Tallent croque ses personnages sans fard et sans pathos, avec une humanité brute qui rappelle que les plus beaux liens surgissent souvent entre deux âmes cabossées. Tamma, volcanique, drôle, violente parfois, inoubliable à jamais, et Dan, tendre, anxieux, lucide jusqu’à l’épuisement, se hissent vers le haut sur cette paroi de la vie qui ne propose que peu d’accroches. Leur amitié est le moteur, la corde, le filet… et parfois le précipice.
La grande force du roman tient dans sa manière d’utiliser l’escalade non pas comme décor mais comme langage et comme métaphore de cette vie au fond du gouffre. Le “crux”, ce passage le plus difficile d’une voie, devient l’image de la bascule intime, ce moment où tout peut se jouer, où l’on doit décider si l’on monte encore, ou si l’on renonce. Grimper, ici, c’est faire face à ses peurs, faire preuve d’un dévouement extrême, faire confiance en l’amitié comme unique corde de sécurité et avoir cette idée folle qu’une existence pourrait atteindre son propre sommet. L’escalade devient ainsi un manuel de philosophie adolescente, rugueuse et profondément juste.

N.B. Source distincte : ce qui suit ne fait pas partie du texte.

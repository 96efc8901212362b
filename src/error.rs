//! Error types for backhaul

use thiserror::Error;

/// Main error type for the backhaul library
#[derive(Error, Debug)]
pub enum Error {
    /// SQLite error from the default persistent store
    #[error("sqlite error: {0}")]
    Sqlite(#[from] rusqlite::Error),

    /// Generic persistent-store error (external implementations)
    #[error("store error: {0}")]
    Store(String),

    /// IO error
    #[error("IO error: {0}")]
    Io(#[from] std::io::Error),

    /// JSON serialization/deserialization error
    #[error("JSON error: {0}")]
    Json(#[from] serde_json::Error),

    /// Encryption or decryption failure in the at-rest codec
    #[error("crypto error: {0}")]
    Crypto(String),

    /// Configuration error
    #[error("configuration error: {0}")]
    Config(String),

    /// Transport/API error
    #[error("transport error: {0}")]
    Transport(String),

    /// An offline session is already open; close it before opening another
    #[error("offline session {0} is already open")]
    SessionAlreadyOpen(i64),

    /// Server response did not have the expected shape
    #[error("malformed server response: {0}")]
    Response(String),

    /// The backlog service task has stopped; its handle is no longer usable
    #[error("backlog service is not running")]
    ServiceStopped,
}

/// Result type alias for the backhaul library
pub type Result<T> = std::result::Result<T, Error>;
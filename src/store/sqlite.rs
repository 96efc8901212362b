//! SQLite-backed persistent store
//!
//! A single `kv_store` table, with migrations managed via PRAGMA
//! user_version.

use std::path::Path;

use rusqlite::{params, Connection, OptionalExtension};

use crate::error::Result;
use crate::store::PersistentStore;

/// Current schema version
const SCHEMA_VERSION: i32 = 1;

/// SQL migrations, indexed by version number
const MIGRATIONS: &[&str] = &[
    // Version 1: key-value storage for encrypted backlog documents
    r#"
    CREATE TABLE IF NOT EXISTS kv_store (
        key   TEXT PRIMARY KEY,
        value TEXT NOT NULL
    );
    "#,
];

/// Default on-disk [`PersistentStore`].
pub struct SqliteStore {
    conn: Connection,
}

impl SqliteStore {
    /// Open (or create) the store at `path`, creating parent directories
    /// and running pending migrations.
    pub fn open(path: &Path) -> Result<Self> {
        if let Some(parent) = path.parent() {
            std::fs::create_dir_all(parent)?;
        }
        let conn = Connection::open(path)?;
        let store = SqliteStore { conn };
        store.migrate()?;
        Ok(store)
    }

    /// In-memory store, useful for tests
    pub fn open_in_memory() -> Result<Self> {
        let conn = Connection::open_in_memory()?;
        let store = SqliteStore { conn };
        store.migrate()?;
        Ok(store)
    }

    fn migrate(&self) -> Result<()> {
        let version: i32 = self
            .conn
            .query_row("PRAGMA user_version", [], |row| row.get(0))?;

        for (idx, migration) in MIGRATIONS.iter().enumerate() {
            let target = idx as i32 + 1;
            if version < target {
                self.conn.execute_batch(migration)?;
                self.conn
                    .pragma_update(None, "user_version", target)?;
                tracing::debug!(version = target, "applied kv_store migration");
            }
        }

        debug_assert_eq!(MIGRATIONS.len() as i32, SCHEMA_VERSION);
        Ok(())
    }
}

impl PersistentStore for SqliteStore {
    fn get(&self, key: &str) -> Result<Option<String>> {
        let value = self
            .conn
            .query_row(
                "SELECT value FROM kv_store WHERE key = ?1",
                params![key],
                |row| row.get(0),
            )
            .optional()?;
        Ok(value)
    }

    fn set(&mut self, key: &str, value: &str) -> Result<()> {
        self.conn.execute(
            "INSERT INTO kv_store (key, value) VALUES (?1, ?2)
             ON CONFLICT(key) DO UPDATE SET value = excluded.value",
            params![key, value],
        )?;
        Ok(())
    }

    fn delete(&mut self, key: &str) -> Result<()> {
        self.conn
            .execute("DELETE FROM kv_store WHERE key = ?1", params![key])?;
        Ok(())
    }
}
//! Core domain types for backhaul
//!
//! Two kinds of types live here:
//!
//! - In-memory records owned by the backlog ([`OfflineSession`],
//!   [`QueuedRequest`]) and the notifications it emits ([`BacklogEvent`]).
//! - The persisted document shapes ([`SessionsDocument`],
//!   [`RequestsDocument`]). Their field names and integer enum codes are the
//!   on-disk wire format; backlogs written by older clients must keep
//!   decoding, so they are not free to change.

use serde::{Deserialize, Serialize};
use serde_json::{Map, Value};

/// Seconds since the UNIX epoch, UTC, with sub-second precision.
pub(crate) fn unix_now() -> f64 {
    chrono::Utc::now().timestamp_millis() as f64 / 1000.0
}

// ============================================
// API methods
// ============================================

/// Collector API calls, with their persisted integer codes.
#[derive(Debug, Clone, Copy, PartialEq, Eq, Hash, Serialize, Deserialize)]
#[serde(into = "i32", try_from = "i32")]
pub enum ApiMethod {
    RegisterUser,
    RegisterDevice,
    StartSession,
    RegisterEvent,
    PurchaseItem,
    GetItems,
    EndSession,
    AlivePing,
    /// Replay of an offline session recorded while disconnected
    RegisterOldSession,
}

impl ApiMethod {
    /// Persisted wire code for this method
    pub fn code(&self) -> i32 {
        match self {
            ApiMethod::RegisterUser => 0,
            ApiMethod::RegisterDevice => 1,
            ApiMethod::StartSession => 2,
            ApiMethod::RegisterEvent => 3,
            ApiMethod::PurchaseItem => 4,
            ApiMethod::GetItems => 5,
            ApiMethod::EndSession => 7,
            ApiMethod::AlivePing => 8,
            ApiMethod::RegisterOldSession => 666,
        }
    }

    pub fn as_str(&self) -> &'static str {
        match self {
            ApiMethod::RegisterUser => "register_user",
            ApiMethod::RegisterDevice => "register_device",
            ApiMethod::StartSession => "start_session",
            ApiMethod::RegisterEvent => "register_event",
            ApiMethod::PurchaseItem => "purchase_item",
            ApiMethod::GetItems => "get_items",
            ApiMethod::EndSession => "end_session",
            ApiMethod::AlivePing => "alive_ping",
            ApiMethod::RegisterOldSession => "register_old_session",
        }
    }
}

impl std::fmt::Display for ApiMethod {
    fn fmt(&self, f: &mut std::fmt::Formatter<'_>) -> std::fmt::Result {
        write!(f, "{}", self.as_str())
    }
}

impl From<ApiMethod> for i32 {
    fn from(method: ApiMethod) -> i32 {
        method.code()
    }
}

impl TryFrom<i32> for ApiMethod {
    type Error = String;

    fn try_from(code: i32) -> Result<Self, Self::Error> {
        match code {
            0 => Ok(ApiMethod::RegisterUser),
            1 => Ok(ApiMethod::RegisterDevice),
            2 => Ok(ApiMethod::StartSession),
            3 => Ok(ApiMethod::RegisterEvent),
            4 => Ok(ApiMethod::PurchaseItem),
            5 => Ok(ApiMethod::GetItems),
            7 => Ok(ApiMethod::EndSession),
            8 => Ok(ApiMethod::AlivePing),
            666 => Ok(ApiMethod::RegisterOldSession),
            _ => Err(format!("unknown api method code: {}", code)),
        }
    }
}

/// HTTP verb, with its persisted integer code.
#[derive(Debug, Clone, Copy, PartialEq, Eq, Hash, Serialize, Deserialize)]
#[serde(into = "i32", try_from = "i32")]
pub enum HttpMethod {
    Get,
    Put,
    Post,
    Delete,
}

impl HttpMethod {
    pub fn code(&self) -> i32 {
        match self {
            HttpMethod::Get => 0,
            HttpMethod::Put => 1,
            HttpMethod::Post => 2,
            HttpMethod::Delete => -1,
        }
    }

    pub fn as_str(&self) -> &'static str {
        match self {
            HttpMethod::Get => "GET",
            HttpMethod::Put => "PUT",
            HttpMethod::Post => "POST",
            HttpMethod::Delete => "DELETE",
        }
    }
}

impl std::fmt::Display for HttpMethod {
    fn fmt(&self, f: &mut std::fmt::Formatter<'_>) -> std::fmt::Result {
        write!(f, "{}", self.as_str())
    }
}

impl From<HttpMethod> for i32 {
    fn from(method: HttpMethod) -> i32 {
        method.code()
    }
}

impl TryFrom<i32> for HttpMethod {
    type Error = String;

    fn try_from(code: i32) -> Result<Self, Self::Error> {
        match code {
            0 => Ok(HttpMethod::Get),
            1 => Ok(HttpMethod::Put),
            2 => Ok(HttpMethod::Post),
            -1 => Ok(HttpMethod::Delete),
            _ => Err(format!("unknown http method code: {}", code)),
        }
    }
}

// ============================================
// Offline sessions
// ============================================

/// A session recorded while the device had no connectivity.
///
/// The placeholder ID is a random negative integer that stands in for the
/// server-assigned session ID until the session is replayed.
#[derive(Debug, Clone, PartialEq)]
pub struct OfflineSession {
    /// Negative, unique among currently pending offline sessions
    pub placeholder_id: i64,
    /// When the session began, seconds since epoch (UTC)
    pub start_timestamp: f64,
    /// Running total of elapsed seconds, grown by the ticker while open
    pub duration_estimate: f64,
    /// Endpoint to call when the session is registered with the server
    pub replay_url: String,
}

/// Persisted form of an [`OfflineSession`].
///
/// The on-disk record stores an end timestamp rather than a duration.
#[derive(Debug, Clone, PartialEq, Serialize, Deserialize)]
pub struct SessionRecord {
    pub fake_id: i64,
    pub start_timestamp: f64,
    pub end_timestamp: f64,
    pub url: String,
}

impl From<OfflineSession> for SessionRecord {
    fn from(session: OfflineSession) -> Self {
        SessionRecord {
            fake_id: session.placeholder_id,
            end_timestamp: session.start_timestamp + session.duration_estimate,
            start_timestamp: session.start_timestamp,
            url: session.replay_url,
        }
    }
}

impl From<SessionRecord> for OfflineSession {
    fn from(record: SessionRecord) -> Self {
        OfflineSession {
            placeholder_id: record.fake_id,
            duration_estimate: record.end_timestamp - record.start_timestamp,
            start_timestamp: record.start_timestamp,
            replay_url: record.url,
        }
    }
}

// ============================================
// Queued requests
// ============================================

/// A request that could not be delivered and waits in the backlog.
///
/// Field names match the persisted document; `post_data` may contain a
/// `session` entry holding either a real session ID or a placeholder.
#[derive(Debug, Clone, PartialEq, Serialize, Deserialize)]
pub struct QueuedRequest {
    pub url: String,
    pub dataspin_method: ApiMethod,
    pub http_method: HttpMethod,
    pub post_data: Map<String, Value>,
    /// Unique ordinal from the monotonically decreasing pid counter
    pub task_pid: i64,
}

// ============================================
// Persisted documents
// ============================================

/// Persisted sessions document: `{"sessions": [...], "lastPid": n}`
#[derive(Debug, Clone, PartialEq, Serialize, Deserialize)]
pub struct SessionsDocument {
    pub sessions: Vec<SessionRecord>,
    #[serde(rename = "lastPid")]
    pub last_pid: i64,
}

impl SessionsDocument {
    /// Document written on first run, before anything is queued
    pub fn empty() -> Self {
        SessionsDocument {
            sessions: Vec::new(),
            last_pid: 1,
        }
    }
}

/// Persisted requests document: `{"requests": [...]}`
#[derive(Debug, Clone, PartialEq, Serialize, Deserialize)]
pub struct RequestsDocument {
    pub requests: Vec<QueuedRequest>,
}

impl RequestsDocument {
    pub fn empty() -> Self {
        RequestsDocument {
            requests: Vec::new(),
        }
    }
}

// ============================================
// Notifications
// ============================================

/// Typed notifications emitted by the backlog subsystem.
///
/// Failures never escape the subsystem as panics or bare errors; callers
/// consume these from the event channel and decide whether to log or surface
/// them.
#[derive(Debug, Clone, PartialEq)]
pub enum BacklogEvent {
    /// A persisted document failed to decode on load; the collection was
    /// reset to empty and the process keeps running
    BacklogCorrupted { key: String, reason: String },
    /// Encode/encrypt/write failed during a flush; the write cycle was
    /// skipped and will be retried on the next mutation
    BacklogFlushError { reason: String },
    /// An offline session was registered with the server
    SessionReplayed {
        placeholder_id: i64,
        session_id: i64,
    },
    /// A queued request was delivered and removed from the backlog
    RequestReplayed { task_pid: i64 },
    /// A replay task failed; the record stays queued for the next replay
    TaskFailed { task_pid: i64, reason: String },
}
//! At-rest codec for persisted backlog documents
//!
//! Documents are serialized to JSON, encrypted, and base64-armored before
//! they reach the persistent store. The default cipher is AES-128-ECB with
//! PKCS7 padding under a key embedded in the binary, the format older
//! clients already wrote to disk. That is an at-rest confidentiality
//! primitive, not real protection; the [`Cipher`] trait exists so a proper
//! key-management strategy can be substituted without touching the rest of
//! the pipeline.

use aes::cipher::{block_padding::Pkcs7, BlockDecryptMut, BlockEncryptMut, KeyInit};
use base64::{engine::general_purpose::STANDARD as BASE64, Engine as _};
use serde::de::DeserializeOwned;
use serde::Serialize;

use crate::error::{Error, Result};

type Aes128EcbEnc = ecb::Encryptor<aes::Aes128>;
type Aes128EcbDec = ecb::Decryptor<aes::Aes128>;

/// Key used by legacy clients. Must not change after release, or already
/// persisted backlogs become undecodable.
pub const LEGACY_KEY: [u8; 16] = *b"39de5d3b2a503633";

/// Symmetric at-rest encryption of serialized documents.
pub trait Cipher: Send + Sync {
    /// Encrypt plaintext bytes into a printable string
    fn encrypt(&self, plaintext: &[u8]) -> Result<String>;
    /// Invert [`Cipher::encrypt`]
    fn decrypt(&self, ciphertext: &str) -> Result<Vec<u8>>;
}

/// AES-128-ECB/PKCS7 with a fixed embedded key, base64-armored.
pub struct FixedKeyCipher {
    key: [u8; 16],
}

impl FixedKeyCipher {
    pub fn new(key: [u8; 16]) -> Self {
        FixedKeyCipher { key }
    }
}

impl Default for FixedKeyCipher {
    fn default() -> Self {
        FixedKeyCipher::new(LEGACY_KEY)
    }
}

impl Cipher for FixedKeyCipher {
    fn encrypt(&self, plaintext: &[u8]) -> Result<String> {
        let ciphertext =
            Aes128EcbEnc::new(&self.key.into()).encrypt_padded_vec_mut::<Pkcs7>(plaintext);
        Ok(BASE64.encode(ciphertext))
    }

    fn decrypt(&self, ciphertext: &str) -> Result<Vec<u8>> {
        let raw = BASE64
            .decode(ciphertext)
            .map_err(|e| Error::Crypto(format!("invalid base64: {}", e)))?;
        Aes128EcbDec::new(&self.key.into())
            .decrypt_padded_vec_mut::<Pkcs7>(&raw)
            .map_err(|e| Error::Crypto(format!("decryption failed: {}", e)))
    }
}

/// Serializes and encrypts backlog documents for the persistent store.
pub struct Codec {
    cipher: Box<dyn Cipher>,
}

impl Codec {
    pub fn new(cipher: Box<dyn Cipher>) -> Self {
        Codec { cipher }
    }

    /// Codec compatible with backlogs persisted by legacy clients
    pub fn legacy() -> Self {
        Codec::new(Box::<FixedKeyCipher>::default())
    }

    /// JSON-serialize `document`, then encrypt for storage
    pub fn encode<T: Serialize>(&self, document: &T) -> Result<String> {
        let json = serde_json::to_string(document)?;
        self.cipher.encrypt(json.as_bytes())
    }

    /// Decrypt `blob`, then parse the contained JSON document
    pub fn decode<T: DeserializeOwned>(&self, blob: &str) -> Result<T> {
        let raw = self.cipher.decrypt(blob)?;
        let json = String::from_utf8(raw)
            .map_err(|e| Error::Crypto(format!("decrypted payload is not UTF-8: {}", e)))?;
        Ok(serde_json::from_str(&json)?)
    }
}

impl Default for Codec {
    fn default() -> Self {
        Codec::legacy()
    }
}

En sculptant ses phrases comme des prises de rocher, Gabriel Tallent propose un style que s’installe immédiatement au diapason de cette paroi littéraire. Chaque chapitre semble s’ancrer dans un équilibre fragile, chaque page propose un mouvement qui peut faire décrocher le lecteur… ou l’élever plus haut. L’auteur excelle dans l’art de faire sentir la chaleur, le grain de la roche, le vertige, l’espoir, l’effroi. Cela ressemble à du « nature writing » musclé, mais sublimé par une précision psychologique d’une rare finesse.
Gabriel Tallent écrit comme ses personnages grimpent : avec tension, précision et un mélange de lyrisme nerveux et de brutalité poétique. Sa langue respire la poussière du Mojave, la sueur et la rage de vivre. On retrouve sa signature, une sensorialité presque animale, une attention viscérale au corps, à l’instinct et à la survie. L’ombre et la noirceur de « My Absolute Darling » demeurent, mais quelque chose s’allège, la lumière gagne du terrain… une lumière dure, minérale, mais bien réelle, vers laquelle il faut grimper pour ne pas retomber dans l’obscurité.
Dans une Amérique que s’effondre, Gabriel Tallent invite deux adolescents à s’accrocher aux falaises et à inventer une manière de tenir debout, signant au passage un roman qui vous hisse vers le haut. « La Voie » est un roman qui invite à grimper et dont on ressort inévitablement essoufflé, voire suffocant et un peu sali, mais profondément vivant. Tallent invite à affronter nos propres parois intérieures, à chercher la prise, même infime, qui permet de continuer. C’est un livre sur l’amitié, le courage et la possibilité de transformer la chute en mouvement. Un roman qui, comme ses personnages, avance avec une grâce cabossée… et qui vous donne, irrésistiblement, envie de grimper.